Issuance of Batch Manufacturing Record (by Quality Assurance)
  • Based on Production planning, the production manager shall decide on the product and the number of batches to be produced in the month.
  • The production supervisor shall raise the requisition for the batches to be taken for the week and forward it to Quality Assurance.
  • On receipt of the Batch Manufacturing Record issue requisition, QA personnel will verify the details entered in the requisition form.
  • A photocopy of the MASTER COPY of the required Product Batch Manufacturing Record will be taken.
  • All the pages of the photocopied sheet of Product Batch Manufacturing Record shall be signed and dated by QA Personnel.
  • Check for the correctness of the Batch number by verifying the BMR register.
  • Enter the details of Date, Product, Batch No, Batch size, Manufacturing Date, Expiry Date and issued by details in the BMR register.
  • Check and allot expiry date by referring to the master list of product shelf life.
  • If there is a deviation for change in batch size or any other equipment/process change raise the deviation approval form as per deviation procedure SOP.
  • Enter the Batch No. on all the pages of the BMR and get it authorized by QA Manager or in the absence of the QA Executive or QA Officer.
  • Insert the signed Batch record in a BMR cover and enter the details of product name, Batch Number, and Batch size. Manufacturing date and Expiry date.
  • Batch record along with the Batch Record register shall be sent to production, the production person receiving the batch record should sign on the batch record register to acknowledge the receipt of the batch record.

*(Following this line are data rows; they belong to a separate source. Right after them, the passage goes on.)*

impl Persistence {
    /// Creates a new persistence adapter with an in-memory `SQLite` database.
    ///
    /// Each call receives its own shared-cache database, so tests are isolated.
    ///
    /// # Errors
    ///
    /// Returns an error if the database cannot be initialized.
    pub fn new_in_memory() -> Result<Self, PersistenceError> {
        let db_id = DB_COUNTER.fetch_add(1, Ordering::SeqCst);
        let db_name = format!("facilitydesk_mem_{db_id}");
        let shared_memory_url = format!("file:{db_name}?mode=memory&cache=shared");

        let mut conn: SqliteConnection = backend::sqlite::initialize_database(&shared_memory_url)?;
        conn.verify_foreign_key_enforcement()?;

        Ok(Self { conn })
    }

    /// Creates a new persistence adapter with a file-based `SQLite` database.
    ///
    /// # Arguments
    ///
    /// * `path` - The path to the `SQLite` database file
    ///
    /// # Errors
    ///
    /// Returns an error if the database cannot be opened or initialized.
    pub fn new_with_file<P: AsRef<Path>>(path: P) -> Result<Self, PersistenceError> {
        let path_str = path.as_ref().to_str().ok_or_else(|| {
            PersistenceError::InitializationError("Invalid database path".to_string())
        })?;

        let mut conn: SqliteConnection = backend::sqlite::initialize_database(path_str)?;
        backend::sqlite::enable_wal_mode(&mut conn)?;
        conn.verify_foreign_key_enforcement()?;

        Ok(Self { conn })
    }

    /// Verifies that foreign key enforcement is enabled.
    ///
    /// # Errors
    ///
    /// Returns an error if foreign key enforcement is not enabled.
    pub fn verify_foreign_key_enforcement(&mut self) -> Result<(), PersistenceError> {
        self.conn.verify_foreign_key_enforcement()
    }

    // ========================================================================
    // Companies
    // ========================================================================

    /// Stores a new company.
    ///
    /// # Errors
    ///
    /// Returns `PersistenceError::UniqueViolation` if the name is taken.
    pub fn create_company(&mut self, company: &Company) -> Result<RecordId, PersistenceError> {
        decode_record_id(mutations::companies::insert_company(&mut self.conn, company)?)
    }

    /// Retrieves a company by ID.
    ///
    /// # Errors
    ///
    /// Returns an error if the database query fails.
    pub fn get_company(&mut self, company_id: RecordId) -> Result<Option<Company>, PersistenceError> {
        queries::companies::get_company_by_id(&mut self.conn, company_id.value())
    }

    /// Retrieves a company by exact name.
    ///
    /// # Errors
    ///
    /// Returns an error if the database query fails.
    pub fn get_company_by_name(
        &mut self,
        company_name: &str,
    ) -> Result<Option<Company>, PersistenceError> {
        queries::companies::get_company_by_name(&mut self.conn, company_name)
    }

    /// Lists every company.
    ///
    /// # Errors
    ///
    /// Returns an error if the database query fails.
    pub fn list_companies(&mut self) -> Result<Vec<Company>, PersistenceError> {
        queries::companies::list_companies(&mut self.conn)
    }

    /// Sets a company's active flag.
    ///
    /// # Errors
    ///
    /// Returns `PersistenceError::NotFound` if the company does not exist.
    pub fn set_company_active(
        &mut self,
        company_id: RecordId,
        is_active: bool,
    ) -> Result<(), PersistenceError> {
        mutations::companies::set_company_active(&mut self.conn, company_id.value(), is_active)
    }

    // ========================================================================
    // Users & Credentials
    // ========================================================================

    /// Stores a new user without credentials.
    ///
    /// # Errors
    ///
    /// Returns an error if the insert fails.
    pub fn create_user(&mut self, user: &User) -> Result<RecordId, PersistenceError> {
        decode_record_id(mutations::users::insert_user(&mut self.conn, user)?)
    }

    /// Stores a new user and its credentials atomically.
    ///
    /// # Arguments
    ///
    /// * `user` - The user to store
    /// * `email` - Lowercase login email
    /// * `password` - Plain-text password, hashed before storage
    ///
    /// # Errors
    ///
    /// Returns `PersistenceError::UniqueViolation` if the email is taken,
    /// in which case no user is stored.
    pub fn create_user_with_credentials(
        &mut self,
        user: &User,
        email: &str,
        password: &str,
    ) -> Result<RecordId, PersistenceError> {
        let password_hash: String = hash_password(password)?;
        decode_record_id(mutations::users::insert_user_with_credentials(
            &mut self.conn,
            user,
            email,
            &password_hash,
        )?)
    }

    /// Stores credentials for an existing user.
    ///
    /// # Errors
    ///
    /// Returns `PersistenceError::UniqueViolation` if the email is taken or
    /// the user already has credentials.
    pub fn create_auth_record(
        &mut self,
        user_id: RecordId,
        email: &str,
        password: &str,
    ) -> Result<(), PersistenceError> {
        let password_hash: String = hash_password(password)?;
        mutations::users::insert_auth_record(&mut self.conn, user_id.value(), email, &password_hash)
    }

    /// Retrieves a user by ID.
    ///
    /// # Errors
    ///
    /// Returns an error if the database query fails.
    pub fn get_user(&mut self, user_id: RecordId) -> Result<Option<User>, PersistenceError> {
        queries::users::get_user_by_id(&mut self.conn, user_id.value())
    }

    /// Lists users, optionally only those with one role.
    ///
    /// # Errors
    ///
    /// Returns an error if the database query fails.
    pub fn list_users(&mut self, role: Option<Role>) -> Result<Vec<User>, PersistenceError> {
        queries::users::list_users(&mut self.conn, role)
    }

    /// Retrieves the credentials stored under a lowercase login email.
    ///
    /// # Errors
    ///
    /// Returns an error if the database query fails.
    pub fn get_auth_by_email(
        &mut self,
        email: &str,
    ) -> Result<Option<AuthRecordData>, PersistenceError> {
        queries::users::get_auth_by_email(&mut self.conn, email)
    }

    // ========================================================================
    // Job Requests
    // ========================================================================

    /// Stores a new job request.
    ///
    /// # Errors
    ///
    /// Returns an error if the insert fails.
    pub fn create_job_request(&mut self, request: &JobRequest) -> Result<RecordId, PersistenceError> {
        decode_record_id(mutations::job_requests::insert_job_request(
            &mut self.conn,
            request,
        )?)
    }

    /// Retrieves a job request by ID.
    ///
    /// # Errors
    ///
    /// Returns an error if the database query fails.
    pub fn get_job_request(
        &mut self,
        job_request_id: RecordId,
    ) -> Result<Option<JobRequest>, PersistenceError> {
        queries::job_requests::get_job_request(&mut self.conn, job_request_id.value())
    }

    /// Lists job requests matching a filter.
    ///
    /// # Errors
    ///
    /// Returns an error if the database query fails.
    pub fn list_job_requests(
        &mut self,
        filter: &JobRequestFilter,
    ) -> Result<Vec<JobRequest>, PersistenceError> {
        queries::job_requests::list_job_requests(&mut self.conn, filter)
    }

    /// Applies a non-empty patch to a job request.
    ///
    /// # Errors
    ///
    /// Returns `PersistenceError::NotFound` if the job request does not exist.
    pub fn update_job_request(
        &mut self,
        job_request_id: RecordId,
        patch: &JobRequestPatch,
    ) -> Result<(), PersistenceError> {
        mutations::job_requests::update_job_request(&mut self.conn, job_request_id.value(), patch)
    }

    /// Deletes a job request.
    ///
    /// # Errors
    ///
    /// Returns `PersistenceError::NotFound` if the job request does not exist.
    pub fn delete_job_request(&mut self, job_request_id: RecordId) -> Result<(), PersistenceError> {
        mutations::job_requests::delete_job_request(&mut self.conn, job_request_id.value())
    }

    // ========================================================================
    // Work Orders
    // ========================================================================

    /// Stores a new work order with its initial comments.
    ///
    /// # Errors
    ///
    /// Returns an error if the insert fails.
    pub fn create_work_order(&mut self, work_order: &WorkOrder) -> Result<RecordId, PersistenceError> {
        decode_record_id(mutations::work_orders::insert_work_order(
            &mut self.conn,
            work_order,
        )?)
    }

    /// Retrieves a work order with its comments.
    ///
    /// # Errors
    ///
    /// Returns an error if the database query fails.
    pub fn get_work_order(
        &mut self,
        work_order_id: RecordId,
    ) -> Result<Option<WorkOrder>, PersistenceError> {
        queries::work_orders::get_work_order(&mut self.conn, work_order_id.value())
    }

    /// Lists work orders matching a filter.
    ///
    /// # Errors
    ///
    /// Returns an error if the database query fails.
    pub fn list_work_orders(
        &mut self,
        filter: &WorkOrderFilter,
    ) -> Result<Vec<WorkOrder>, PersistenceError> {
        queries::work_orders::list_work_orders(&mut self.conn, filter)
    }

    /// Applies a non-empty patch to a work order.
    ///
    /// # Errors
    ///
    /// Returns `PersistenceError::NotFound` if the work order does not exist.
    pub fn update_work_order(
        &mut self,
        work_order_id: RecordId,
        patch: &WorkOrderPatch,
    ) -> Result<(), PersistenceError> {
        mutations::work_orders::update_work_order(&mut self.conn, work_order_id.value(), patch)
    }

    /// Appends a comment to a work order.
    ///
    /// # Errors
    ///
    /// Returns `PersistenceError::NotFound` if the work order does not exist.
    pub fn append_work_order_comment(
        &mut self,
        work_order_id: RecordId,
        comment: &WorkOrderComment,
    ) -> Result<(), PersistenceError> {
        mutations::work_orders::append_comment(&mut self.conn, work_order_id.value(), comment)
    }

    /// Deletes a work order and its comments.
    ///
    /// # Errors
    ///
    /// Returns `PersistenceError::NotFound` if the work order does not exist.
    pub fn delete_work_order(&mut self, work_order_id: RecordId) -> Result<(), PersistenceError> {
        mutations::work_orders::delete_work_order(&mut self.conn, work_order_id.value())
    }

    // ========================================================================
    // Charges
    // ========================================================================

    /// Stores a new charge under its caller-supplied code.
    ///
    /// # Errors
    ///
    /// Returns `PersistenceError::UniqueViolation` if the code is taken.
    pub fn create_charge(&mut self, charge: &Charge) -> Result<(), PersistenceError> {
        mutations::charges::insert_charge(&mut self.conn, charge)
    }

    /// Retrieves a charge by code.
    ///
    /// # Errors
    ///
    /// Returns an error if the database query fails.
    pub fn get_charge(&mut self, charge_id: &str) -> Result<Option<Charge>, PersistenceError> {
        queries::charges::get_charge(&mut self.conn, charge_id)
    }

    /// Lists charges, optionally only those in one category.
    ///
    /// # Errors
    ///
    /// Returns an error if the database query fails.
    pub fn list_charges(&mut self, category: Option<&str>) -> Result<Vec<Charge>, PersistenceError> {
        queries::charges::list_charges(&mut self.conn, category)
    }

    /// Applies a non-empty patch to a charge.
    ///
    /// # Errors
    ///
    /// Returns `PersistenceError::NotFound` if the charge does not exist.
    pub fn update_charge(
        &mut self,
        charge_id: &str,
        patch: &ChargePatch,
    ) -> Result<(), PersistenceError> {
        mutations::charges::update_charge(&mut self.conn, charge_id, patch)
    }

    /// Deletes a charge.
    ///
    /// # Errors
    ///
    /// Returns `PersistenceError::NotFound` if the charge does not exist.
    pub fn delete_charge(&mut self, charge_id: &str) -> Result<(), PersistenceError> {
        mutations::charges::delete_charge(&mut self.conn, charge_id)
    }

    // ========================================================================
    // Invoices
    // ========================================================================

    /// Stores a new invoice with its items.
    ///
    /// # Errors
    ///
    /// Returns an error if the insert fails.
    pub fn create_invoice(&mut self, invoice: &Invoice) -> Result<RecordId, PersistenceError> {
        decode_record_id(mutations::invoices::insert_invoice(&mut self.conn, invoice)?)
    }

    /// Retrieves an invoice with its items.
    ///
    /// # Errors
    ///
    /// Returns an error if the database query fails.
    pub fn get_invoice(&mut self, invoice_id: RecordId) -> Result<Option<Invoice>, PersistenceError> {
        queries::invoices::get_invoice(&mut self.conn, invoice_id.value())
    }

    /// Lists invoices matching a filter.
    ///
    /// # Errors
    ///
    /// Returns an error if the database query fails.
    pub fn list_invoices(&mut self, filter: &InvoiceFilter) -> Result<Vec<Invoice>, PersistenceError> {
        queries::invoices::list_invoices(&mut self.conn, filter)
    }

    /// Applies a non-empty patch to an invoice.
    ///
    /// # Errors
    ///
    /// Returns `PersistenceError::NotFound` if the invoice does not exist.
    pub fn update_invoice(
        &mut self,
        invoice_id: RecordId,
        patch: &InvoicePatch,
    ) -> Result<(), PersistenceError> {
        mutations::invoices::update_invoice(&mut self.conn, invoice_id.value(), patch)
    }

    /// Deletes an invoice and its items.
    ///
    /// # Errors
    ///
    /// Returns `PersistenceError::NotFound` if the invoice does not exist.
    pub fn delete_invoice(&mut self, invoice_id: RecordId) -> Result<(), PersistenceError> {
        mutations::invoices::delete_invoice(&mut self.conn, invoice_id.value())
    }
}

  • QA person who has issued Batch Record shall sign the “issued by” on batch record issue requisition sheet and file the same for future reference.

A sampling of Raw Material Procedure
  • On receiving the requisition of the raw material from the store. The QC Chemist will draw the sample from the store with proper safety. If the sample is in a tanker from the outside factory gate.

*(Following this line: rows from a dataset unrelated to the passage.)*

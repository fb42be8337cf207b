// Copyright (C) 2026 Fred Clausen
// Use of this source code is governed by an MIT-style
// license that can be found in the LICENSE file or at
// https://opensource.org/licenses/MIT.

use facilitydesk_domain::{Company, RecordId};

use super::create_test_company;
use crate::{PersistenceError, SqlitePersistence};

#[test]
fn test_create_and_get_company() {
    let mut persistence = SqlitePersistence::new_in_memory().unwrap();
    let company_id: RecordId = persistence
        .create_company(&create_test_company("Acme"))
        .unwrap();

    let company: Company = persistence.get_company(company_id).unwrap().unwrap();
    assert_eq!(company.company_id, Some(company_id));
    assert_eq!(company.company_name, "Acme");
    assert_eq!(company.zip_code, 78701);
    assert_eq!(company.primary_contact.title, "Facilities Manager");
    assert!(company.is_active);
}

#[test]
fn test_get_missing_company_returns_none() {
    let mut persistence = SqlitePersistence::new_in_memory().unwrap();
    let missing: RecordId = RecordId::new(42).unwrap();
    assert!(persistence.get_company(missing).unwrap().is_none());
    assert!(persistence.get_company_by_name("Nobody").unwrap().is_none());
}

#[test]
fn test_company_name_lookup_is_case_sensitive() {
    let mut persistence = SqlitePersistence::new_in_memory().unwrap();
    persistence
        .create_company(&create_test_company("Acme"))
        .unwrap();

    assert!(persistence.get_company_by_name("Acme").unwrap().is_some());
    assert!(persistence.get_company_by_name("acme").unwrap().is_none());
}

#[test]
fn test_duplicate_company_name_is_unique_violation() {
    let mut persistence = SqlitePersistence::new_in_memory().unwrap();
    persistence
        .create_company(&create_test_company("Acme"))
        .unwrap();

    let result: Result<RecordId, PersistenceError> =
        persistence.create_company(&create_test_company("Acme"));
    assert!(matches!(result, Err(PersistenceError::UniqueViolation(_))));
}

#[test]
fn test_list_companies_is_ordered_by_name() {
    let mut persistence = SqlitePersistence::new_in_memory().unwrap();
    for name in ["Zenith", "Acme", "Midway"] {
        persistence.create_company(&create_test_company(name)).unwrap();
    }

    let names: Vec<String> = persistence
        .list_companies()
        .unwrap()
        .into_iter()
        .map(|company| company.company_name)
        .collect();
    assert_eq!(names, vec!["Acme", "Midway", "Zenith"]);
}

#[test]
fn test_set_company_active() {
    let mut persistence = SqlitePersistence::new_in_memory().unwrap();
    let company_id: RecordId = persistence
        .create_company(&create_test_company("Acme"))
        .unwrap();

    persistence.set_company_active(company_id, false).unwrap();
    assert!(!persistence.get_company(company_id).unwrap().unwrap().is_active);

    persistence.set_company_active(company_id, true).unwrap();
    assert!(persistence.get_company(company_id).unwrap().unwrap().is_active);
}

#[test]
fn test_set_missing_company_active_is_not_found() {
    let mut persistence = SqlitePersistence::new_in_memory().unwrap();
    let result: Result<(), PersistenceError> =
        persistence.set_company_active(RecordId::new(7).unwrap(), false);
    assert!(matches!(result, Err(PersistenceError::NotFound(_))));
}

  • The sample will be done by the chemist with equipment such as
  1. If the sample is in crystal form & powder form the sample will be taken by SS sample tube.
  2. If the sample is in liquid form then the sample will be taken by glass sample tube.
  3. If the sample is in the tanker the chemist will take the sample from each compartment of the tanker to the bottom. And top of each compartment with the help of a glass sample tube.
  • Amount of the sample to be drawn.
  1. If the sample is in solid form (like crystal or powder) then 50.0 Gms of the sample is to be withdrawn.
  2. If the sample is in liquid form then 250ml of the sample is to be withdrawn.
  • Sample to be taken from each batch or lot as per the package label. If the package is less than 10. The sample should be drawn from each & every package is more than 10. Then sample should be taken as per this rule √n + 1.
  • After drawing the sample chemist will put the label UNDER TESTING on the package or drums from where the sample has been taken.
  • The chemist will bring the sample to the QC lab and test the sample as per the SOP of the testing method.
  • If the sample is approved as per SOP then the sample will be approved QC Manager and a test report will be sent to the store in charge and the production charge and the chemist will put the approved label on the package of the new material and remove the under test label.
  • If the sample is not passed as per the SOP testing method. The QC Manager will reject the raw material and send the report to the store in charge and plant in charge, after the QC Chemist will put the REJECT label on the package or drum and remove the UNDERTESITNG label.